Each approach has many advantages and disadvantages; therefore sometimes a combined approach is used. When working with several lots, a trader can open one position at each of the three stages. Besides, a trader might open a small position before the estimated break, and then open additional positions at an insignificant price decline during correction that follows the break.
2. Trendline Cross
This signal allows a trader to enter the market or to leave it soon enough, especially when a significant and reliable trendline has been crossed. Of course, other technical factors should be also taken into consideration.
3. Support/Resistance Levels
A break of the support level can be a signal to open a long position. The stop loss signal can be placed below the nearest support level or below the break level directly, which will perform a supporting function in this case.

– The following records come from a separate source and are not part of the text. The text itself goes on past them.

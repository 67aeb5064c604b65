//! Game state and core simulation types
//!
//! Everything the simulation step reads or writes lives here. The host owns
//! a `SimulationState` and lends it to `tick`; nothing is global.

use glam::Vec2;
use serde::{Deserialize, Serialize};

use crate::config::GameConfig;
use crate::heading;

/// Opaque entity identifier, unique within a session
pub type EntityId = u32;

/// Reserved id of the (single) player
pub const PLAYER_ID: EntityId = 0;

/// The player-controlled circle
#[derive(Debug, Clone, Serialize, Deserialize)]
pub struct Player {
    pub id: EntityId,
    pub pos: Vec2,
    pub health: f32,
    pub max_health: f32,
    /// Movement units per tick, per held axis
    pub speed: f32,
    /// Damage copied into each fired projectile
    pub damage: f32,
    /// Body radius; drawn and used as the field inset
    pub radius: f32,
}

impl Player {
    pub fn new(config: &GameConfig) -> Self {
        Self {
            id: PLAYER_ID,
            pos: Vec2::new(config.field_width / 2.0, config.field_height / 2.0),
            health: config.player_health,
            max_health: config.player_health,
            speed: config.player_speed,
            damage: config.player_damage,
            radius: config.player_radius,
        }
    }

    /// Reduce health, never below zero
    pub fn take_damage(&mut self, amount: f32) {
        self.health = (self.health - amount).max(0.0);
    }

    /// Health rounded for display
    pub fn display_health(&self) -> i32 {
        self.health.round() as i32
    }

    /// Remaining health in [0, 1]
    pub fn health_fraction(&self) -> f32 {
        (self.health / self.max_health).clamp(0.0, 1.0)
    }
}

/// A homing enemy
#[derive(Debug, Clone, Serialize, Deserialize)]
pub struct Enemy {
    pub id: EntityId,
    pub pos: Vec2,
    pub health: f32,
    pub max_health: f32,
    /// Movement units per tick
    pub speed: f32,
    /// Contact damage (applied fractionally per tick)
    pub damage: f32,
}

impl Enemy {
    pub fn new(id: EntityId, pos: Vec2, config: &GameConfig) -> Self {
        Self {
            id,
            pos,
            health: config.enemy_health,
            max_health: config.enemy_health,
            speed: config.enemy_speed,
            damage: config.enemy_damage,
        }
    }

    pub fn is_alive(&self) -> bool {
        self.health > 0.0
    }

    /// Remaining health in [0, 1]
    pub fn health_fraction(&self) -> f32 {
        (self.health / self.max_health).clamp(0.0, 1.0)
    }
}

/// A straight-flying shot
#[derive(Debug, Clone, Serialize, Deserialize)]
pub struct Projectile {
    pub id: EntityId,
    pub pos: Vec2,
    /// Direction of travel (radians), fixed at creation
    pub angle: f32,
    /// Units per tick, fixed at creation
    pub speed: f32,
    pub damage: f32,
}

impl Projectile {
    /// Position one tick from now
    #[inline]
    pub fn next_pos(&self) -> Vec2 {
        self.pos + heading(self.angle) * self.speed
    }
}

/// Complete session state
#[derive(Debug, Clone, Serialize, Deserialize)]
pub struct SimulationState {
    /// Tuning this session runs with
    pub config: GameConfig,
    pub player: Player,
    /// Live enemies, in spawn order
    pub enemies: Vec<Enemy>,
    /// Live projectiles, in fire order
    pub projectiles: Vec<Projectile>,
    /// Simulation tick counter
    pub time_ticks: u64,
    /// Accumulated frame time (ms)
    pub elapsed_ms: f64,
    /// Enemies destroyed this session
    pub kills: u64,
    /// Next entity ID
    next_id: EntityId,
}

impl SimulationState {
    /// Fresh session: player centred, nothing else on the field
    pub fn new(config: GameConfig) -> Self {
        Self {
            player: Player::new(&config),
            config,
            enemies: Vec::new(),
            projectiles: Vec::new(),
            time_ticks: 0,
            elapsed_ms: 0.0,
            kills: 0,
            next_id: PLAYER_ID + 1,
        }
    }

    /// Allocate a new entity ID
    pub fn next_entity_id(&mut self) -> EntityId {
        let id = self.next_id;
        self.next_id += 1;
        id
    }

    /// Append an enemy at `pos` with the configured stats
    pub fn spawn_enemy_at(&mut self, pos: Vec2) -> EntityId {
        let id = self.next_entity_id();
        let enemy = Enemy::new(id, pos, &self.config);
        self.enemies.push(enemy);
        id
    }

    /// Displayed score: the number of enemies currently alive
    pub fn score(&self) -> usize {
        self.enemies.len()
    }
}

impl Default for SimulationState {
    fn default() -> Self {
        Self::new(GameConfig::default())
    }
}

Price decline to the support level during an uptrend and advance to the resistance level during a downtrend can be used to open new positions and add lots to already opened profitable ones. When setting stop loss signal, it is important to take support/resistance levels into account.
4. Gaps
Price gaps formed on bar charts can also be used to choose the proper moment to open or close positions. The stop loss can be placed below the gap. During downtrend a short position should be opened when prices reach the lower border of the gap. The stop signal must be placed above the gap in this case.
5. Averaging
Averaging is a trading strategy employed when a trader has made a mistake or opened a trade and the price has moved against him/her. In this case a trader performs a new operation of the same type but at a more profitable price. However, averaging has a drawback – no one knows beforehand to what price the market will go against the trader. And the averaging demands to each time invest a double amount of the money invested before.
6. Scalping
Another trading strategy, scalping, is usually employed by trader working with very short terms – one minute or five minutes. If the price goes up the trader buys, in case of the reversal he/she sells. As a rule, the trader performs about 15-20 deals a day.
The drawback of this tactics is that the trader should always watch the market and cannot divert his/her attention from the charts.
We have described the most popular and well-known trading tactics, but the choice is always up to the trader. Maybe you will choose a strategy and switch to a more suitable later on.